▸ **EXERCISE GOAL**
After locating the line with "std::fs::create_dir_all(directory)?;" in the data that follows, return it and every later line exactly, up to and including the line with "return Ok(None);".

====

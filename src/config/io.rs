use std::env::{current_exe};
use std::path::PathBuf;
use std::sync::Arc;
use std::sync::Mutex;
use directories_next::{ProjectDirs};
use log::{error, info, warn};
use tokio::fs::{File};
use tokio::io::{AsyncReadExt, AsyncSeekExt, AsyncWriteExt};
use serde_json;
use fd_lock::{RwLock, RwLockWriteGuard};
use std::fs::OpenOptions;
use std::str;

use crate::config::types::Config;
use crate::error::ConfigError;

// creates a path to cwatch-sync.json in the same directory as the executable
// this could be useful for usb sticks
fn get_portable_config_path() -> Option<PathBuf> {
    match current_exe() {
        Ok(mut path) => {
            // F:\cwatch-sync.exe => F:\cwatch-sync.json
            if !path.set_extension("json") {
                warn!("current exe has no filename: {}", path.to_string_lossy());
                return None
            }

            Some(path)
        },
        Err(err) => {
            warn!("failed to get current exe path: {:?}", err);
            None
        },
    }
}

// creates a path to cwatch-sync.json in an os dependent standard directory, such as %AppData% on
// windows.
fn get_local_config_path() -> Option<PathBuf> {
    ProjectDirs::from("org", "cwatch", "cwatch-sync").map(|dirs| {
        dirs.config_dir().join("cwatch-sync.json")
    })
}

fn get_config_path() -> Result<PathBuf, ConfigError> {
    if let Some(path) = get_portable_config_path() {
        match std::fs::metadata(&path) {
            Ok(attr) if attr.is_file() => return Ok(path),
            Ok(_) => {},
            Err(err) => {
                info!("Could not read metadata of: {}; Using local path instead. ({})", path.to_string_lossy(), err);
            },
        }
    }

    get_local_config_path().ok_or(ConfigError::NoConfigPath)
}

pub struct ConfigIOLocker {
    rw_lock: RwLock<std::fs::File>,
}

impl ConfigIOLocker {
    // holding the guard keeps other instances (and their bluetooth connections) out
    pub fn lock(&mut self) -> Result<RwLockWriteGuard<std::fs::File>, ConfigError> {
        self.rw_lock.try_write().map_err(|source| ConfigError::CanNotLock { source })
    }
}

struct ConfigIOInner {
    file: std::fs::File,
}

#[derive(Clone)]
pub struct ConfigIO {
    inner: Arc<Mutex<ConfigIOInner>>,
}

impl ConfigIO {
    pub fn new_sync() -> Result<Self, ConfigError> {
        let path = get_config_path()?;
        info!("Using config file {}", path.to_string_lossy());
        Self::open_sync(path)
    }

    pub fn open_sync(path: PathBuf) -> Result<Self, ConfigError> {
        if let Some(directory) = path.parent() {
            std::fs::create_dir_all(directory)?;
        }

        let file = OpenOptions::new()
            .read(true)
            .write(true)
            .truncate(false)
            .append(false)
            .create(true)
            .open(path)?;

        let inner = ConfigIOInner {
            file,
        };
        Ok(ConfigIO { inner: Arc::new(Mutex::new(inner)) })
    }

    pub fn locker(&mut self) -> Result<ConfigIOLocker, ConfigError> {
        let inner = self.inner.lock().map_err(|_| ConfigError::Poisoned)?;

        Ok(ConfigIOLocker {
            rw_lock: RwLock::new(inner.file.try_clone()?),
        })
    }

    // The File returned from here should never be closed!
    fn get_file(&self) -> Result<File, ConfigError> {
        let inner = self.inner.lock().map_err(|_| ConfigError::Poisoned)?;
        let file = inner.file.try_clone()?; // std File
        Ok(File::from_std(file)) // tokio File
    }

    /// Returns `None` if the file is empty, which is the case on first start.
    pub async fn read(&self) -> Result<Option<Config>, ConfigError> {
        let mut file = self.get_file()?;
        info!("Reading config file");

        let mut content = vec![];
        file.rewind().await?;
        file.read_to_end(&mut content).await?;

        if content.iter().all(u8::is_ascii_whitespace) {
            return Ok(None);
        }

        let content = str::from_utf8(&content)?;

        let mut config: Config = serde_json::from_str(content)?;
        config.sanitize();
        Ok(Some(config))
    }

    pub async fn save(&self, config: &Config) -> Result<(), ConfigError> {
        let mut file = self.get_file()?;
        info!("Saving config");

        let content = serde_json::to_string_pretty(config)?;
        file.rewind().await?;
        file.set_len(0).await?;
        file.write_all(content.as_bytes()).await?;
        file.flush().await?;
        Ok(())
    }

    /// Reads the config, writing the defaults on first start.
    ///
    /// Never fails: problems are logged and returned as a message for the user next to the
    /// defaults.
    pub async fn load(&self) -> (Config, Option<String>) {
        match self.read().await {
            Ok(Some(config)) => (config, None),
            Ok(None) => {
                // this is probably the first start of the app
                info!("Config file is empty, using defaults");
                let config = Config::default();

                match self.save(&config).await {
                    Ok(()) => (config, None),
                    Err(err) => {
                        error!("Failed to save config: {:?}", &err);
                        (config, Some(format!("Failed to save config: {}", &err)))
                    },
                }
            },
            Err(err) => {
                error!("Failed to load config: {:?}", &err);
                (Config::default(), Some(format!("Failed to load config: {}", &err)))
            },
        }
    }
}
use std::time::Duration;
use serde::{Deserialize, Serialize};

use crate::device::constants::{SCAN_PERIOD, TARGET_NAME};

/**
 * Scans shorter than this (milliseconds) rarely see an advertisement at all.
 */
pub const MIN_SCAN_PERIOD: u64 = 1000;

#[derive(Debug, Clone, PartialEq, Eq, Serialize, Deserialize)]
#[serde(rename_all = "camelCase", default)]
pub struct Config {
    // only a peripheral advertising exactly this name is synchronised
    pub target_name: String,
    pub scan_period_ms: u64,
    pub disconnect_on_failure: bool,
    pub disconnect_after_sync: bool,
}

impl Config {
    pub fn sanitize(&mut self) {
        self.scan_period_ms = self.scan_period_ms.max(MIN_SCAN_PERIOD);

        let trimmed = self.target_name.trim();
        if trimmed.is_empty() {
            self.target_name = TARGET_NAME.to_string();
        } else if trimmed.len() != self.target_name.len() {
            self.target_name = trimmed.to_string();
        }
    }
}

impl Default for Config {
    fn default() -> Self {
        Config {
            target_name: TARGET_NAME.to_string(),
            scan_period_ms: SCAN_PERIOD,
            disconnect_on_failure: true,
            disconnect_after_sync: true,
        }
    }
}

/// Values given on the command line, applied over the config file.
#[derive(Debug, Clone, Default, PartialEq, Eq)]
pub struct ConfigOverrides {
    pub target_name: Option<String>,
    pub scan_period: Option<Duration>,
}

impl ConfigOverrides {
    pub fn apply(&self, config: &mut Config) {
        if let Some(target_name) = &self.target_name {
            config.target_name = target_name.clone();
        }
        if let Some(scan_period) = self.scan_period {
            config.scan_period_ms = u64::try_from(scan_period.as_millis()).unwrap_or(u64::MAX);
        }
        config.sanitize();
    }
}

====

▸ **ANSWER BOX**
            std::fs::create_dir_all(directory)?;
        }

        let file = OpenOptions::new()
            .read(true)
            .write(true)
            .truncate(false)
            .append(false)
            .create(true)
            .open(path)?;

        let inner = ConfigIOInner {
            file,
        };
        Ok(ConfigIO { inner: Arc::new(Mutex::new(inner)) })
    }

    pub fn locker(&mut self) -> Result<ConfigIOLocker, ConfigError> {
        let inner = self.inner.lock().map_err(|_| ConfigError::Poisoned)?;

        Ok(ConfigIOLocker {
            rw_lock: RwLock::new(inner.file.try_clone()?),
        })
    }

    // The File returned from here should never be closed!
    fn get_file(&self) -> Result<File, ConfigError> {
        let inner = self.inner.lock().map_err(|_| ConfigError::Poisoned)?;
        let file = inner.file.try_clone()?; // std File
        Ok(File::from_std(file)) // tokio File
    }

    /// Returns `None` if the file is empty, which is the case on first start.
    pub async fn read(&self) -> Result<Option<Config>, ConfigError> {
        let mut file = self.get_file()?;
        info!("Reading config file");

        let mut content = vec![];
        file.rewind().await?;
        file.read_to_end(&mut content).await?;

        if content.iter().all(u8::is_ascii_whitespace) {
            return Ok(None);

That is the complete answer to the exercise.